Residents who rely on the Emergency Department at the Ashcroft Hospital should find out soon if the temporary overnight closures announced by Interior Health will be lifted, or remain in place as IH battles with ongoing staff shortages.
On Jan. 18, IH announced several temporary closures and reductions in service at a number of sites, including Ashcroft, where the overnight hours at the Ashcroft Hospital were reduced in order to stabilize daytime services. The service adjustments also affected sites in Clearwater, Lillooet, Barriere, Invermere, and New Denver, as well as some outpatient ambulatory clinics, primary care services, adult day programs, and non-urgent home health services.
IH said at the time that the service adjustments were needed in the face of staffing challenges caused by the Omicron variant. The adjustments were slated to be in place for up to four weeks, but at a press conference last week IH President and CEO Susan Brown said that she did not think there would be a blanket resolution to the reductions.
“We have already restored a few, and the intent is to get back to normal as soon as possible. We will monitor the situation daily to get things up and running as soon as we can, but it’s a day by day thing.
“We think we’re over the hump, and hope to honour the original four weeks. As soon as we make a decision to reinstate something we will work with communities to get the news out as quickly as possible.”
Brown was asked about the overnight closures at the Ashcroft ED, which had been taking place even before the reductions were announced on Jan. 18, and whether residents could expect them to continue when the reductions end.
“There is no intent to erode or reduce rural health care services,” she said. “We will continue to work with the Ashcroft community to look at a model that will really serve the community well.
“We realize that when there is a last-minute closure it’s not reliable for the community, and we’re doing all we can to stabilize the situation. We will work hard to get services reopened [in Ashcroft], and then continue to work with the community to maintain and improve those services.”
Brown said that staff sick calls over the past four weeks have been “far beyond” what is usually seen during respiratory/flu season, with about 900 sick calls a day at its height. She added that one-third of those sick calls were due to the Omicron variant.
“Peaking to almost 900 a day at the worst times and 800 a day on an average — one-third of that is related to Omicron, so you can see that almost 33 per cent of that was greater than what we would anticipate on any other given year and day.”

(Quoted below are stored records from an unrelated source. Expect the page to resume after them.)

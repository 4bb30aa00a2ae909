use crate::clock::Clock;
use crate::dashboard::{DashboardFrame, Metric};
use crate::metrics::{ErrorResponse, StaticInfo};
use crate::render::gauge::gauge_svg;
use crate::source::HttpMetricsSource;
use crate::static_refresh::{ControlView, StaticRefresh, TriggerOutcome};
use axum::extract::{Path, State};
use axum::http::{header, StatusCode};
use axum::response::sse::{Event, KeepAlive, Sse};
use axum::response::{Html, IntoResponse, Response};
use axum::routing::{get, post};
use axum::{Json, Router};
use futures::StreamExt;
use serde::{Deserialize, Serialize};
use std::convert::Infallible;
use std::sync::Arc;
use std::time::Duration;
use tokio::sync::{mpsc, watch};
use tokio_stream::wrappers::WatchStream;
use tokio_util::sync::CancellationToken;
use tracing::warn;

#[derive(Clone)]
pub struct AppState {
    pub frames: watch::Receiver<DashboardFrame>,
    pub viewport: mpsc::UnboundedSender<Option<f64>>,
    pub refresh: Arc<StaticRefresh>,
    pub source: Arc<HttpMetricsSource>,
    pub clock: Clock,
    pub shutdown: CancellationToken,
}

#[derive(Deserialize)]
pub struct ViewportRequest {
    pub width: Option<f64>,
}

pub fn router(state: AppState) -> Router {
    Router::new()
        .route("/", get(index))
        .route("/api/health", get(health))
        .route("/api/frame", get(get_frame))
        .route("/api/clock", get(get_clock))
        .route("/api/stream", get(stream))
        .route("/api/sparkline/:metric", get(sparkline_svg))
        .route("/api/gauge/:metric", get(gauge_image))
        .route("/api/static/refresh", get(refresh_state).post(refresh_static))
        .route("/api/viewport", post(set_viewport))
        .with_state(state)
}

#[derive(Serialize)]
struct HealthResponse {
    status: &'static str,
}

async fn health() -> impl IntoResponse {
    (StatusCode::OK, Json(HealthResponse { status: "ok" })).into_response()
}

fn not_found(msg: impl Into<String>) -> Response {
    (
        StatusCode::NOT_FOUND,
        Json(ErrorResponse { error: msg.into() }),
    )
        .into_response()
}

fn svg(body: String) -> Response {
    (
        StatusCode::OK,
        [
            (header::CONTENT_TYPE, "image/svg+xml"),
            (header::CACHE_CONTROL, "no-store"),
        ],
        body,
    )
        .into_response()
}

async fn get_frame(State(state): State<AppState>) -> impl IntoResponse {
    let frame = state.frames.borrow().clone();
    if frame.seq.is_none() {
        return not_found("no data yet");
    }
    (StatusCode::OK, Json(frame)).into_response()
}

async fn get_clock(State(state): State<AppState>) -> impl IntoResponse {
    Json(state.clock.readout())
}

async fn sparkline_svg(
    State(state): State<AppState>,
    Path(metric): Path<String>,
) -> impl IntoResponse {
    let Ok(metric) = metric.parse::<Metric>() else {
        return not_found(format!("unknown metric {metric:?}"));
    };
    let body = state.frames.borrow().widget(metric).trend.canvas.to_svg();
    svg(body)
}

async fn gauge_image(
    State(state): State<AppState>,
    Path(metric): Path<String>,
) -> impl IntoResponse {
    let Ok(metric) = metric.parse::<Metric>() else {
        return not_found(format!("unknown metric {metric:?}"));
    };
    let body = {
        let frame = state.frames.borrow();
        let gauge = &frame.widget(metric).gauge;
        match (&gauge.arc, &gauge.label) {
            (Some(arc), label) => Some(gauge_svg(arc, label.as_ref())),
            (None, _) => None,
        }
    };
    match body {
        Some(body) => svg(body),
        None => not_found(format!("{metric} gauge is not part of this layout")),
    }
}

#[derive(Serialize)]
struct RefreshResponse {
    outcome: Option<&'static str>,
    control: ControlView,
    info: Option<StaticInfo>,
}

async fn refresh_state(State(state): State<AppState>) -> impl IntoResponse {
    Json(RefreshResponse {
        outcome: None,
        control: state.refresh.view(),
        info: state.refresh.info(),
    })
}

async fn refresh_static(State(state): State<AppState>) -> impl IntoResponse {
    let outcome = state.refresh.trigger(state.source.as_ref()).await;
    let (status, outcome) = match outcome {
        TriggerOutcome::Refreshed => (StatusCode::OK, "refreshed"),
        TriggerOutcome::Failed => (StatusCode::BAD_GATEWAY, "failed"),
        TriggerOutcome::Ignored => (StatusCode::CONFLICT, "ignored"),
    };
    (
        status,
        Json(RefreshResponse {
            outcome: Some(outcome),
            control: state.refresh.view(),
            info: state.refresh.info(),
        }),
    )
}

async fn set_viewport(
    State(state): State<AppState>,
    Json(req): Json<ViewportRequest>,
) -> impl IntoResponse {
    if state.viewport.send(req.width).is_err() {
        warn!("Viewport change dropped: poll loop is not running");
        return StatusCode::SERVICE_UNAVAILABLE;
    }
    StatusCode::ACCEPTED
}

async fn stream(
    State(state): State<AppState>,
) -> Sse<impl tokio_stream::Stream<Item = Result<Event, Infallible>>> {
    let shutdown = state.shutdown.clone();
    let stream = WatchStream::new(state.frames.clone())
        .take_until(async move { shutdown.cancelled().await })
        .filter(|frame| futures::future::ready(frame.seq.is_some()))
        .map(|frame| match serde_json::to_string(&frame) {
            Ok(json) => Ok(Event::default().data(json)),
            Err(e) => Ok(Event::default()
                .event("error")
                .data(format!("serialize_error: {e}"))),
        });

    Sse::new(stream).keep_alive(
        KeepAlive::new()
            .interval(Duration::from_secs(10))
            .text("keep-alive"),
    )
}

async fn index() -> impl IntoResponse {
    Html(INDEX_HTML)
}

const INDEX_HTML: &str = r#"<!doctype html>
<html>
<head>
  <meta charset="utf-8"/>
  <title>Telemetry Dashboard</title>
  <style>
    :root { --bg: #0b0f19; --panel: #0f1626; --border: #2a3550; --text: #e5e7eb; --muted: #9ca3af; }
    body { background: var(--bg); color: var(--text); font-family: ui-monospace, SFMono-Regular, Menlo, Consolas, monospace; margin: 24px; }
    .topbar { display: flex; gap: 18px; align-items: baseline; flex-wrap: wrap; margin-bottom: 16px; }
    #clock { font-size: 28px; }
    .muted { color: var(--muted); }
    .row { display: flex; gap: 24px; flex-wrap: wrap; }
    .panel { background: var(--panel); border: 1px solid var(--border); border-radius: 12px; padding: 12px; flex: 1; min-width: 260px; }
    .spark { width: 100%; }
    .gpu-card { background: var(--panel); border: 1px solid var(--border); border-radius: 12px; padding: 12px; min-width: 240px; opacity: 0; animation: rise 0.4s ease forwards; }
    @keyframes rise { from { opacity: 0; transform: translateY(8px); } to { opacity: 1; transform: none; } }
    .gpu-bar { height: 6px; background: #1c2740; border-radius: 3px; margin: 4px 0 8px 0; }
    .gpu-bar-fill { height: 100%; background: #00e5a0; border-radius: 3px; }
    .gpu-bar-fill--mem { background: #4090e0; }
    .host { display: grid; grid-template-columns: max-content 1fr; gap: 2px 14px; margin-bottom: 16px; }
    .disk { display: flex; gap: 12px; align-items: center; }
    .disk .gpu-bar { flex: 1; min-width: 120px; margin: 0; }
    button { background: #111a2d; color: var(--text); border: 1px solid var(--border); border-radius: 8px; padding: 6px 10px; cursor: pointer; }
  </style>
</head>
<body>
  <div class="topbar">
    <span id="clock">--:--:--</span>
    <span id="date" class="muted"></span>
    <span class="muted">UPTIME <span id="uptime">00:00:00</span></span>
    <button id="refresh-btn" class="refresh-btn" type="button">↺ REFRESH STATIC</button>
  </div>
  <div class="panel" id="host-panel">
    <div class="muted">HOST</div>
    <div class="host" id="host-info"><span class="muted">host info not loaded</span></div>
    <div id="host-disks"></div>
  </div>
  <div class="row">
    <div class="panel" id="cpu-panel">
      <div class="muted">CPU</div>
      <img id="cpu-gauge" alt="CPU gauge"/>
      <img id="cpu-spark" class="spark" alt="CPU trend"/>
    </div>
    <div class="panel" id="ram-panel">
      <div class="muted">RAM</div>
      <img id="ram-gauge" alt="RAM gauge"/>
      <img id="ram-spark" class="spark" alt="RAM trend"/>
    </div>
  </div>
  <h3>GPU</h3>
  <div class="row" id="gpu-grid"></div>
  <script>
    const grid = document.getElementById('gpu-grid');

    function reportViewport() {
      const panel = document.getElementById('cpu-panel');
      fetch('/api/viewport', {
        method: 'POST',
        headers: { 'Content-Type': 'application/json' },
        body: JSON.stringify({ width: panel.clientWidth - 24 })
      }).catch(() => {});
    }
    window.addEventListener('resize', reportViewport);
    reportViewport();

    function card(c) {
      const el = document.createElement('div');
      el.className = 'gpu-card';
      el.style.animationDelay = c.entrance_delay + 's';
      el.innerHTML =
        '<div><b></b></div>' +
        '<div class="muted">LOAD ' + c.load + '% &middot; TEMP ' + c.temp + '</div>' +
        '<div class="muted">VRAM ' + c.mem_used + ' / ' + c.mem_total + '</div>' +
        '<div class="muted">GPU LOAD ' + c.load_bar + '%</div>' +
        '<div class="gpu-bar"><div class="gpu-bar-fill" style="width:' + c.load_bar + '%"></div></div>' +
        '<div class="muted">VRAM ' + c.mem_bar + '%</div>' +
        '<div class="gpu-bar"><div class="gpu-bar-fill gpu-bar-fill--mem" style="width:' + c.mem_bar + '%"></div></div>';
      el.querySelector('b').textContent = c.name;
      return el;
    }

    function apply(frame) {
      const bust = '?seq=' + frame.seq;
      for (const m of ['cpu', 'ram']) {
        document.getElementById(m + '-spark').src = '/api/sparkline/' + m + bust;
        const gauge = document.getElementById(m + '-gauge');
        if (frame[m].gauge.arc) gauge.src = '/api/gauge/' + m + bust;
        else gauge.style.display = 'none';
      }
      grid.replaceChildren();
      if (frame.devices.kind === 'placeholder') {
        const msg = document.createElement('div');
        msg.className = 'muted';
        msg.textContent = frame.devices.message;
        grid.appendChild(msg);
      } else if (frame.devices.kind === 'cards') {
        frame.devices.cards.forEach(c => grid.appendChild(card(c)));
      }
    }

    new EventSource('/api/stream').onmessage = ev => apply(JSON.parse(ev.data));

    async function tickClock() {
      try {
        const r = await (await fetch('/api/clock')).json();
        document.getElementById('clock').textContent = r.time;
        document.getElementById('date').textContent = r.date;
        document.getElementById('uptime').textContent = r.uptime;
      } catch (e) {}
    }
    setInterval(tickClock, 1000);
    tickClock();

    function showHost(info) {
      if (!info) return;
      const host = document.getElementById('host-info');
      host.replaceChildren();
      const facts = [
        ['HOSTNAME', info.hostname],
        ['OS', info.os],
        ['PROCESSOR', info.processor],
        ['ARCH', info.arch],
        ['RAM', info.ram_total.toFixed(1) + ' GB'],
      ];
      for (const [k, v] of facts) {
        const key = document.createElement('span');
        key.className = 'muted';
        key.textContent = k;
        const val = document.createElement('span');
        val.textContent = v;
        host.append(key, val);
      }
      const disks = document.getElementById('host-disks');
      disks.replaceChildren();
      for (const d of info.disks) {
        const row = document.createElement('div');
        row.className = 'disk';
        row.innerHTML =
          '<span class="mount"></span>' +
          '<span class="muted">' + d.total.toFixed(1) + ' GB</span>' +
          '<div class="gpu-bar"><div class="gpu-bar-fill gpu-bar-fill--mem" style="width:' +
          Math.min(Math.max(d.percent, 0), 100) + '%"></div></div>' +
          '<span>' + d.percent.toFixed(1) + '%</span>';
        row.querySelector('.mount').textContent = d.mountpoint;
        disks.appendChild(row);
      }
    }

    const btn = document.getElementById('refresh-btn');
    function showControl(r) {
      btn.textContent = r.control.label;
      btn.disabled = !r.control.enabled;
      showHost(r.info);
    }
    async function loadStatic() {
      try {
        showControl(await (await fetch('/api/static/refresh')).json());
      } catch (e) {}
    }
    loadStatic();

    btn.addEventListener('click', async () => {
      btn.disabled = true;
      btn.textContent = '↻ REFRESHING...';
      try {
        showControl(await (await fetch('/api/static/refresh', { method: 'POST' })).json());
      } catch (e) {
        btn.textContent = '✗ FAILED';
        btn.disabled = false;
      }
      setTimeout(loadStatic, 2100);
    });
  </script>
</body>
</html>"#;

At the same time, she said, Interior Health has been dealing with a Public Health Order requiring all health care workers to be fully vaccinated against COVID-19. As a result, IH has lost around 895 health care workers — approximately four per cent of its total staff — who did not comply with the provincial mandate, on top of vacancies that already existed.
The Okanagan region was the hardest hit, losing 426 employees, while Thompson/Cariboo/Shuswap lost 230, Kootenay-Boundary lost 111, and the East Kootenay lost 88. An additional loss of 60 workers is classified as regional.
Brown said that the region’s two tertiary hospitals have been running at or above capacity, with Kelowna General at 115 per cent occupancy and Royal Inland at around 100 per cent. As of last week some 1,200 elective surgeries had been cancelled, and Brown said that total would increase to about 2,700 across IH if the closures and reductions lasted the full four weeks. However, she added that people whose elective surgeries have been cancelled due to the spread of Omicron will be prioritized when surgeries resume.
“We’ll do our best to catch up as soon as possible, but we need to have and maintain safe staffing levels,” Brown said, acknowledging that the fire in Lytton — which destroyed St. Bartholomew’s Health Centre — has had a “devastating” impact.
“People have migrated to other sites and put pressure there. We have to monitor everywhere, but the tertiary sites are critical. Stabilizing Royal Inland stabilizes the small supporting communities. When RIH doesn’t fare well, it really pulls from staff in the surrounding areas in the west, so it can cause instability around them.”
She noted that positivity rates are coming down slightly. “I think we’ve passed the peak, but it’s coming down slowly. We’ll be watching that, and we want to see the indicators drop even more. We’re looking to get back to regular service and what that will look like.”